There was objective tumor regression with the platin–taxane–bevacizumab triplet regimen. Most of the patients had stable disease with second-line treatment (
Table 5). Our analysis highlighted the efficacy of second-line single-agent treatments, and the results were parallel with the literature. One of the notable findings in our study is the improvement in response rates with the addition of bevacizumab to these treatments.
When bevacizumab was not added to the carboplatin–taxane combination, DCR was reduced by half, and no objective response was achieved (
Table 5). Similarly, while DCR was 33.3% with gemcitabine–platinum therapy, it increased up to 50% with the addition of bevacizumab. These findings highlight the contribution of bevacizumab to treatment efficacy in our study. “Within the study cohort, only three patients received pembrolizumab, with a DCR of 66.6%. A limited number of patients underwent other treatment modalities.”
For patients considered “platinum-sensitive” after progression on first-line therapy, combination treatment strategies including antiangiogenic therapies appear to be appropriate treatment options with favorable outcomes. Combination of chemotherapeutics and bevacizumab or immunotherapy alone may be considered as good options for others with platin-resistant disease.
There are some limitations in our study. These are its retrospective nature and the relatively limited number of patients. A notable limitation of the study is the potential impact of the heterogeneity in second-line treatment regimens on overall survival outcomes, which may have introduced variability that could not be fully controlled for in the analysis.
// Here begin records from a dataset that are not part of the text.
// Copyright (c) 2025-2026 Adrian Robinson. Licensed under the AGPL-3.0.
// See LICENSE file in the project root for full license text.

//! Checkpoint and assumed-master-state persistence.
//!
//! Stores, per replication identifier:
//! - one opaque [`Checkpoint`] per [`Direction`]
//! - one [`AssumedMasterState`] per document id: the master state the fork
//!   last believed in, used for conflict detection in both directions
//!
//! # Atomic Commits
//!
//! [`CheckpointStore::set_checkpoint()`] writes the meta rows of a batch and
//! the checkpoint that covers them in **one** SQLite transaction. Either both
//! land or neither does, so a persisted checkpoint never points past meta
//! that was not durably written.
//!
//! The pull engine writes fork documents first and commits meta+checkpoint
//! afterwards:
//!
//! ```text
//! pull batch → write docs to fork → commit(meta + checkpoint)
//!                                 (crash here = re-pull batch; fork already
//!                                  equals master, so only meta is written)
//! ```
//!
//! # SQLite Busy Handling
//!
//! SQLite can return SQLITE_BUSY/SQLITE_LOCKED when the database is
//! contended. Every statement (and every commit transaction as a whole) is
//! retried with exponential backoff before the error is surfaced.

use crate::config::CheckpointConfig;
use crate::document::{Checkpoint, Direction, Document, Revision};
use crate::error::{ReplicationError, Result};
use sqlx::sqlite::{
    Sqlite, SqliteConnectOptions, SqliteJournalMode, SqlitePool, SqlitePoolOptions, SqliteSynchronous,
};
use sqlx::QueryBuilder;
use std::collections::HashMap;
use std::path::Path;
use std::str::FromStr;
use std::sync::Arc;
use std::time::Duration;
use tokio::sync::RwLock;
use tracing::{debug, info, warn};

/// Configuration for SQLite busy retry behavior
const SQLITE_RETRY_MAX_ATTEMPTS: u32 = 5;
const SQLITE_RETRY_BASE_DELAY_MS: u64 = 10;
const SQLITE_RETRY_MAX_DELAY_MS: u64 = 500;

/// Keeps `IN (...)` lookups under SQLite's bound-parameter limit.
const META_LOOKUP_CHUNK: usize = 500;

const IN_MEMORY_PATH: &str = ":memory:";

/// Check if an error is a retryable SQLite busy/locked error
fn is_sqlite_busy_error(e: &sqlx::Error) -> bool {
    match e {
        sqlx::Error::Database(db_err) => {
            // SQLite error codes: SQLITE_BUSY = 5, SQLITE_LOCKED = 6
            if let Some(code) = db_err.code() {
                return code == "5" || code == "6";
            }
            let msg = db_err.message().to_lowercase();
            msg.contains("database is locked") || msg.contains("database is busy")
        }
        _ => false,
    }
}

/// Execute a database operation with retry on SQLITE_BUSY/SQLITE_LOCKED
async fn execute_with_retry<F, Fut, T>(operation_name: &str, mut f: F) -> std::result::Result<T, sqlx::Error>
where
    F: FnMut() -> Fut,
    Fut: std::future::Future<Output = std::result::Result<T, sqlx::Error>>,
{
    let mut attempts = 0;
    let mut delay_ms = SQLITE_RETRY_BASE_DELAY_MS;

    loop {
        attempts += 1;
        match f().await {
            Ok(result) => {
                if attempts > 1 {
                    debug!(operation = operation_name, attempts, "SQLite operation succeeded after retry");
                }
                return Ok(result);
            }
            Err(e) if is_sqlite_busy_error(&e) && attempts < SQLITE_RETRY_MAX_ATTEMPTS => {
                warn!(
                    operation = operation_name,
                    attempts,
                    max_attempts = SQLITE_RETRY_MAX_ATTEMPTS,
                    delay_ms,
                    "SQLite busy, retrying"
                );
                crate::metrics::checkpoint_store_retries_total(operation_name);
                tokio::time::sleep(Duration::from_millis(delay_ms)).await;
                delay_ms = (delay_ms * 2).min(SQLITE_RETRY_MAX_DELAY_MS);
            }
            Err(e) => {
                if is_sqlite_busy_error(&e) {
                    warn!(operation = operation_name, attempts, "SQLite busy, max retries exceeded");
                }
                return Err(e);
            }
        }
    }
}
However, the multicenter design increases the power of the study but also introduces heterogeneity, especially in the second-line treatment choices. Another limitation of our study is the lack of available PD-L1 expression data for the patients, which limited the ability to perform further correlations with tumor microenvironment features.
4. Conclusions
In conclusion, there is no well-established standard of care as a second-line setting for advanced-stage cervical cancer patients who have progressed on first-line bevacizumab-containing chemotherapy regimens. Our results indicate that a platinum-based rechallenge strategy, especially including bevacizumab, should be considered as a second-line treatment option for platinum-sensitive CC patients, similar to ovarian cancer, where the interval is longer than six months. Regardless of whether the regimen was single-agent or combination therapy, the addition of anti-angiogenic agents improved response rates and disease control rates, demonstrating that this approach could be a beneficial option. In our study, post-SIRI is determined as an independent risk factor for OS and PFS. High post-SIRI is associated with poorer survival outcomes, possibly due to its inclusion of monocytes, which may reflect the presence of myeloid-derived suppressor cells (MDSCs). Given the immunosuppressive role of MDSCs in the tumor microenvironment, SIRI may more accurately capture the balance of immune activation and suppression than other indices, thereby explaining its stronger prognostic value. High post-SIRI, -SII, and -PLR were also found to be independent risk factors for PFS. The relationship between these SIMs and clinical outcomes was more distinct in the metachronous metastatic group. However, we need randomized clinical trials in this area.